Nem falo da euforia dos senhores parlamentares quando, ante uma tragédia repercutida amplamente pela mídia, cospem projetos de lei aos quatro ventos criminalizando tudo que se imagina e aumentando estratosfericamente a pena para tudo. Um sujeito inventou de querer criminalizar o bullying! Considerando que o bullying é praticado normalmente por crianças e adolescentes em ambiente escolar, um parlamentar criou uma categoria jurídica bastante específica: legislação penal só para as crianças.

Já projetos relevantes, como o novo Código de Processo Penal e a Lei do Imposto sobre Grandes Fortunas, ficam batendo nas paredes do Congresso inutilmente, sem jamais sair e conhecer o mundo.

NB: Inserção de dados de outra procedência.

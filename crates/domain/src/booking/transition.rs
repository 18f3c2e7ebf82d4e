//! The status transition engine.
//!
//! Every status change goes through [`StatusTransitionEngine::transition`]:
//!
//! 1. Claim the booking in the in-flight set, or reject the request if another
//!    transition for the same booking is still running.
//! 2. Load the booking and check the move against the transition table.
//! 3. Propagate to the backend (`CancelBooking` for cancellations,
//!    `UpdateBookingStatus` for everything else).
//! 4. Append `StatusChanged`, conditional on the status read in step 2 and on
//!    the stream version, so a writer in another process cannot interleave.

use std::collections::HashSet;
use std::sync::{Arc, Mutex, PoisonError};

use common::BookingId;
use event_store::EventStore;
use serde::Serialize;
use thiserror::Error;

use crate::error::DomainError;

use super::{
    Actor, BookingRecordError, BookingService, BookingStatus, BookingStatusGateway,
    StatusGatewayError,
};

/// Why a transition request was refused.
#[derive(Debug, Error)]
pub enum TransitionError {
    /// The move is not in the transition table.
    #[error("Illegal transition for booking {booking_id}: {from} -> {to}")]
    IllegalTransition {
        booking_id: BookingId,
        from: BookingStatus,
        to: BookingStatus,
    },

    /// Another transition for this booking is in flight.
    #[error("Booking {0} is already transitioning")]
    AlreadyTransitioning(BookingId),

    #[error("Booking {0} not found")]
    BookingNotFound(BookingId),

    /// The stored status moved between read and write.
    #[error("Booking {0} was changed concurrently")]
    Conflict(BookingId),

    /// The backend refused the change.
    #[error("Backend rejected transition for booking {booking_id}: {reason}")]
    RemoteRejected { booking_id: BookingId, reason: String },

    /// The backend could not be reached. Nothing was written.
    #[error("Status gateway error: {0}")]
    Gateway(String),

    #[error(transparent)]
    Domain(DomainError),
}

impl TransitionError {
    /// True for the rejections callers see as an illegal transition: a move
    /// outside the table, or a request racing one already in flight.
    pub fn is_illegal(&self) -> bool {
        matches!(
            self,
            TransitionError::IllegalTransition { .. } | TransitionError::AlreadyTransitioning(_)
        )
    }

    fn reason(&self) -> &'static str {
        match self {
            TransitionError::IllegalTransition { .. } => "illegal",
            TransitionError::AlreadyTransitioning(_) => "in_flight",
            TransitionError::BookingNotFound(_) => "not_found",
            TransitionError::Conflict(_) => "conflict",
            TransitionError::RemoteRejected { .. } => "remote_rejected",
            TransitionError::Gateway(_) => "gateway",
            TransitionError::Domain(_) => "domain",
        }
    }
}

/// Proof of an applied transition.
#[derive(Debug, Clone, Copy, PartialEq, Eq, Serialize)]
#[serde(rename_all = "camelCase")]
pub struct TransitionReceipt {
    pub booking_id: BookingId,
    pub from: BookingStatus,
    pub to: BookingStatus,
    pub actor: Actor,
    /// Stream version after the change.
    pub version: i64,
}

type InFlight = Arc<Mutex<HashSet<BookingId>>>;

/// Membership in the in-flight set, released on drop.
struct InFlightGuard {
    in_flight: InFlight,
    booking_id: BookingId,
}

impl InFlightGuard {
    fn acquire(in_flight: &InFlight, booking_id: BookingId) -> Option<Self> {
        let inserted = in_flight
            .lock()
            .unwrap_or_else(PoisonError::into_inner)
            .insert(booking_id);
        inserted.then(|| Self {
            in_flight: Arc::clone(in_flight),
            booking_id,
        })
    }
}

impl Drop for InFlightGuard {
    fn drop(&mut self) {
        self.in_flight
            .lock()
            .unwrap_or_else(PoisonError::into_inner)
            .remove(&self.booking_id);
    }
}

/// The only writer of booking status.
///
/// Status events cannot be produced from outside this crate:
///
/// ```compile_fail
/// use domain::{Actor, Booking, BookingStatus};
///
/// let booking = Booking::default();
/// let _ = booking.change_status(BookingStatus::Pending, BookingStatus::Confirmed, Actor::System);
/// ```
///
/// and the booking service hands out no command handler to go around it:
///
/// ```compile_fail
/// use domain::BookingService;
/// use event_store::InMemoryEventStore;
///
/// let service = BookingService::new(InMemoryEventStore::new());
/// let _ = service.handler();
/// ```
pub struct StatusTransitionEngine<S, G>
where
    S: EventStore,
    G: BookingStatusGateway,
{
    bookings: BookingService<S>,
    gateway: G,
    in_flight: InFlight,
}

impl<S, G> StatusTransitionEngine<S, G>
where
    S: EventStore,
    G: BookingStatusGateway,
{
    pub fn new(store: S, gateway: G) -> Self {
        Self {
            bookings: BookingService::new(store),
            gateway,
            in_flight: InFlight::default(),
        }
    }

    /// Read access to bookings for callers that need the current state.
    pub fn bookings(&self) -> &BookingService<S> {
        &self.bookings
    }

    /// Returns true while a transition for the booking is running.
    pub fn is_in_flight(&self, booking_id: BookingId) -> bool {
        self.in_flight
            .lock()
            .unwrap_or_else(PoisonError::into_inner)
            .contains(&booking_id)
    }

    /// Moves a booking to `target` on behalf of the system.
    pub async fn transition(
        &self,
        booking_id: BookingId,
        target: BookingStatus,
    ) -> Result<TransitionReceipt, TransitionError> {
        self.transition_by(booking_id, target, Actor::System).await
    }

    /// Moves a booking to `target` on behalf of `actor`.
    #[tracing::instrument(skip_all, fields(%booking_id, %target, %actor))]
    pub async fn transition_by(
        &self,
        booking_id: BookingId,
        target: BookingStatus,
        actor: Actor,
    ) -> Result<TransitionReceipt, TransitionError> {
        let result = self.run(booking_id, target, actor).await;

        match &result {
            Ok(receipt) => {
                metrics::counter!(
                    "booking_status_transitions_total",
                    "from" => receipt.from.as_str(),
                    "to" => receipt.to.as_str()
                )
                .increment(1);
                tracing::info!(from = %receipt.from, version = receipt.version, "status changed");
            }
            Err(e) => {
                metrics::counter!(
                    "booking_status_rejections_total",
                    "reason" => e.reason()
                )
                .increment(1);
                tracing::warn!(error = %e, "status change rejected");
            }
        }

        result
    }

    async fn run(
        &self,
        booking_id: BookingId,
        target: BookingStatus,
        actor: Actor,
    ) -> Result<TransitionReceipt, TransitionError> {
        let _guard = InFlightGuard::acquire(&self.in_flight, booking_id)
            .ok_or(TransitionError::AlreadyTransitioning(booking_id))?;

        let booking = self
            .bookings
            .get_booking(booking_id)
            .await
            .map_err(TransitionError::Domain)?
            .ok_or(TransitionError::BookingNotFound(booking_id))?;

        let from = booking.status();
        if !from.can_transition_to(target) {
            return Err(TransitionError::IllegalTransition {
                booking_id,
                from,
                to: target,
            });
        }

        self.propagate(booking_id, target).await?;

        let result = self
            .bookings
            .change_status(booking_id, from, target, actor)
            .await
            .map_err(|e| into_transition_error(booking_id, e))?;

        Ok(TransitionReceipt {
            booking_id,
            from,
            to: target,
            actor,
            version: result.new_version.as_i64(),
        })
    }

    async fn propagate(
        &self,
        booking_id: BookingId,
        target: BookingStatus,
    ) -> Result<(), TransitionError> {
        let remote = match target {
            BookingStatus::Cancelled => self.gateway.cancel(booking_id).await,
            _ => self.gateway.update_status(booking_id, target).await,
        };

        remote.map_err(|e| match e {
            StatusGatewayError::Conflict { reason, .. } => {
                TransitionError::RemoteRejected { booking_id, reason }
            }
            StatusGatewayError::Unavailable(reason) => TransitionError::Gateway(reason),
        })
    }
}

fn into_transition_error(booking_id: BookingId, error: DomainError) -> TransitionError {
    match error {
        DomainError::Booking(BookingRecordError::IllegalTransition { from, to }) => {
            TransitionError::IllegalTransition {
                booking_id,
                from,
                to,
            }
        }
        DomainError::Booking(BookingRecordError::StatusMismatch { .. }) => {
            TransitionError::Conflict(booking_id)
        }
        e if e.is_conflict() => TransitionError::Conflict(booking_id),
        e => {
            // The backend already accepted the change; the local record lags.
            tracing::error!(%booking_id, error = %e, "status accepted remotely but not recorded");
            TransitionError::Domain(e)
        }
    }
}

#[cfg(test)]
mod tests {
    use super::*;
    use crate::booking::{InMemoryBookingStatusGateway, RegisterBooking, SlotKey};
    use chrono::NaiveDate;
    use common::{CenterId, CustomerId, ServiceId, TechnicianId, TechnicianSlotId, VehicleId};
    use event_store::InMemoryEventStore;

    async fn engine_with_booking(
        id: u64,
    ) -> StatusTransitionEngine<InMemoryEventStore, InMemoryBookingStatusGateway> {
        let engine = StatusTransitionEngine::new(
            InMemoryEventStore::new(),
            InMemoryBookingStatusGateway::new(),
        );
        engine
            .bookings()
            .register(RegisterBooking::new(
                BookingId::new(id),
                CustomerId::new(5),
                VehicleId::new(9),
                SlotKey::new(
                    CenterId::new(1),
                    TechnicianId::new(7),
                    NaiveDate::from_ymd_opt(2024, 5, 1).unwrap(),
                    TechnicianSlotId::new(42),
                ),
                ServiceId::new(3),
            ))
            .await
            .unwrap();
        engine
    }

    async fn status(
        engine: &StatusTransitionEngine<InMemoryEventStore, InMemoryBookingStatusGateway>,
        id: u64,
    ) -> BookingStatus {
        engine
            .bookings()
            .get_booking(BookingId::new(id))
            .await
            .unwrap()
            .unwrap()
            .status()
    }

    #[tokio::test]
    async fn test_legal_transition_returns_receipt() {
        let engine = engine_with_booking(1).await;
        let receipt = engine
            .transition_by(BookingId::new(1), BookingStatus::Confirmed, Actor::Admin)
            .await
            .unwrap();

        assert_eq!(receipt.from, BookingStatus::Pending);
        assert_eq!(receipt.to, BookingStatus::Confirmed);
        assert_eq!(receipt.actor, Actor::Admin);
        assert_eq!(receipt.version, 2);
        assert_eq!(status(&engine, 1).await, BookingStatus::Confirmed);
        assert!(!engine.is_in_flight(BookingId::new(1)));
    }

    #[tokio::test]
    async fn test_illegal_transition_leaves_status_unchanged() {
        let engine = engine_with_booking(1).await;
        let err = engine
            .transition(BookingId::new(1), BookingStatus::Completed)
            .await
            .unwrap_err();

        assert!(err.is_illegal());
        assert_eq!(status(&engine, 1).await, BookingStatus::Pending);
        assert!(!engine.is_in_flight(BookingId::new(1)));
    }

    #[tokio::test]
    async fn test_unknown_booking() {
        let engine = engine_with_booking(1).await;
        let err = engine
            .transition(BookingId::new(2), BookingStatus::Confirmed)
            .await
            .unwrap_err();
        assert!(matches!(err, TransitionError::BookingNotFound(_)));
    }

    #[tokio::test]
    async fn test_remote_conflict_is_rejected() {
        let engine = engine_with_booking(1).await;
        engine.gateway.set_conflict(true);

        let err = engine
            .transition(BookingId::new(1), BookingStatus::Confirmed)
            .await
            .unwrap_err();
        assert!(matches!(err, TransitionError::RemoteRejected { .. }));
        assert_eq!(status(&engine, 1).await, BookingStatus::Pending);
    }

    #[tokio::test]
    async fn test_gateway_outage_writes_nothing() {
        let engine = engine_with_booking(1).await;
        engine.gateway.set_fail(true);

        let err = engine
            .transition(BookingId::new(1), BookingStatus::Cancelled)
            .await
            .unwrap_err();
        assert!(matches!(err, TransitionError::Gateway(_)));
        assert_eq!(status(&engine, 1).await, BookingStatus::Pending);
    }

    #[tokio::test]
    async fn test_cancel_uses_cancel_endpoint() {
        let engine = engine_with_booking(1).await;
        engine
            .transition(BookingId::new(1), BookingStatus::Cancelled)
            .await
            .unwrap();

        assert_eq!(
            engine.gateway.calls(),
            vec![(BookingId::new(1), BookingStatus::Cancelled)]
        );
    }

    #[tokio::test]
    async fn test_second_claim_is_refused_while_first_is_held() {
        let engine = engine_with_booking(1).await;
        let guard = InFlightGuard::acquire(&engine.in_flight, BookingId::new(1)).unwrap();

        let err = engine
            .transition(BookingId::new(1), BookingStatus::Confirmed)
            .await
            .unwrap_err();
        assert!(matches!(err, TransitionError::AlreadyTransitioning(_)));

        drop(guard);
        assert!(
            engine
                .transition(BookingId::new(1), BookingStatus::Confirmed)
                .await
                .is_ok()
        );
    }

    #[test]
    fn test_receipt_serializes_camel_case() {
        let receipt = TransitionReceipt {
            booking_id: BookingId::new(9),
            from: BookingStatus::Completed,
            to: BookingStatus::Paid,
            actor: Actor::PaymentCallback,
            version: 5,
        };
        let json = serde_json::to_value(receipt).unwrap();
        assert_eq!(json["bookingId"], 9);
        assert_eq!(json["to"], "PAID");
        assert_eq!(json["actor"], "payment_callback");
    }
}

O adicional de penosidade, direito do trabalhador previsto na Constituição desde 1988, até hoje não foi regulamentado. Por esse tipo de demora é que a maioria das leis relevantes já nasce obsoleta. Por esses impasses também o Supremo Tribunal Federal tem tomado decisões que, a rigor, caberiam ao Congresso, como no caso da união estável homoafetiva e do direito de greve dos servidores públicos.

O Brasil não precisa de mais lei. O Brasil tem lei demais. Tem tanta lei quanto tem advogado. O que falta no Brasil é quem cumpra a lei. Não adianta criminalizar um comportamento ou aumentar a pena de um crime se o processo penal não acaba nunca. Não adianta dar direito disso e daquilo sem que haja dinheiro para pagar a conta.

Não adianta legislar só para o seu colunista favorito. Muito menos legislar para si próprio, no que me parece, para evitar termos mais rudes, um verdadeiro onanismo legislativo.